Stay-At-Home Extended For NYC And Some Other Regions Until May 28

The stay-at-home order has been extended until May 28th for New York City and other regions that have not met the state’s requirements to begin the first phase of reopening.

Originally set to expire today, Governor Andrew Cuomo issued an executive order late Thursday night that extended the stay-at-home measure, also known as PAUSE.

Five regions have been cleared to begin a limited reopening today: Central New York, including Syracuse; the Finger Lakes, including Rochester; the Southern Tier; the Mohawk Valley; and the North County, which includes the Adirondacks.

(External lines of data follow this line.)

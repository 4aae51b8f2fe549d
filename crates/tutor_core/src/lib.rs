pub mod domain;
pub mod history;
pub mod ports;
pub mod progress;
pub mod schedule;
pub mod streak;

pub use domain::{
    Cadence, Chapter, ChapterOutline, ConversationTurn, Curriculum, EngagementRecord,
    FeedbackEntry, QuizAttempt, QuizQuestion, Role,
};
pub use ports::{
    CurriculumStore, FeedbackSummaryService, JudgmentService, LessonService, PortError,
    PortResult, QuizAuthoringService, Tokenizer, TutorService,
};
pub use progress::{ChapterState, Verdict};
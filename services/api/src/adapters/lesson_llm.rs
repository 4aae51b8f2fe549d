//! services/api/src/adapters/lesson_llm.rs
//!
//! This module contains the adapter for the lesson-authoring LLM.
//! It implements the `LessonService` port from the `core` crate.

use async_openai::{
    config::OpenAIConfig,
    error::OpenAIError,
    types::chat::{
        ChatCompletionRequestSystemMessageArgs, ChatCompletionRequestUserMessageArgs,
        CreateChatCompletionRequestArgs,
    },
    Client,
};
use async_trait::async_trait;
use tutor_core::ports::{LessonService, PortError, PortResult};

const SYSTEM_INSTRUCTIONS: &str = "You are a highly experienced and engaging teacher with \
expertise in making complex topics accessible. Create a comprehensive, step-by-step lesson \
plan for the requested chapter. Include: 1) Key Learning Objectives, 2) Core Content \
(explanations, real-world examples, questions), 3) Interactive Exercises, 4) Conclusion and \
Recap. Ask the user if they have any questions at the end.";

//=========================================================================================
// The Main Adapter Struct
//=========================================================================================

/// An adapter that implements `LessonService` using an OpenAI-compatible LLM.
#[derive(Clone)]
pub struct OpenAiLessonAdapter {
    client: Client<OpenAIConfig>,
    model: String,
}

impl OpenAiLessonAdapter {
    /// Creates a new `OpenAiLessonAdapter`.
    pub fn new(client: Client<OpenAIConfig>, model: String) -> Self {
        Self { client, model }
    }
}

//=========================================================================================
// `LessonService` Trait Implementation
//=========================================================================================

#[async_trait]
impl LessonService for OpenAiLessonAdapter {
    async fn generate_lesson(
        &self,
        subject: &str,
        title: &str,
        description: &str,
    ) -> PortResult<String> {
        let messages = vec![
            ChatCompletionRequestSystemMessageArgs::default()
                .content(SYSTEM_INSTRUCTIONS)
                .build()
                .map_err(|e| PortError::Unexpected(e.to_string()))?
                .into(),
            ChatCompletionRequestUserMessageArgs::default()
                .content(format!(
                    "The user is studying the course: {}\nChapter Title: \"{}\"\nChapter Description: \"{}\"",
                    subject, title, description
                ))
                .build()
                .map_err(|e| PortError::Unexpected(e.to_string()))?
                .into(),
        ];

        let request = CreateChatCompletionRequestArgs::default()
            .model(&self.model)
            .messages(messages)
            .n(1)
            .build()
            .map_err(|e| PortError::Unexpected(e.to_string()))?;

        let response = self
            .client
            .chat()
            .create(request)
            .await
            .map_err(|e: OpenAIError| PortError::Unexpected(e.to_string()))?;

        let content = response
            .choices
            .into_iter()
            .next()
            .and_then(|choice| choice.message.content)
            .ok_or_else(|| {
                PortError::Unexpected("Lesson LLM response contained no text content.".to_string())
            })?;

        Ok(content.trim().to_string())
    }
}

Under the first phase, businesses in construction, manufacturing and curbside retail, can reopen with proper social distancing measures in place.

Cuomo has outlined seven public health and testing benchmarks that regions must satisfy before any reopening. New York City has up until now checked off four of the criteria. New hospitalizations are still above the proscribed limit, and the capacity of open hospital beds and intensive care beds is yet to reach the state’s mandated level of 30 percent.

Mayor Bill de Blasio has said that the city could open in June should hospitalizations and infections continue to decline.

Thursday’s order also permitted drive-in movie theaters to begin operating across the state. In New York City, a Queens diner has started hosting drive-in movie nights in their parking lot.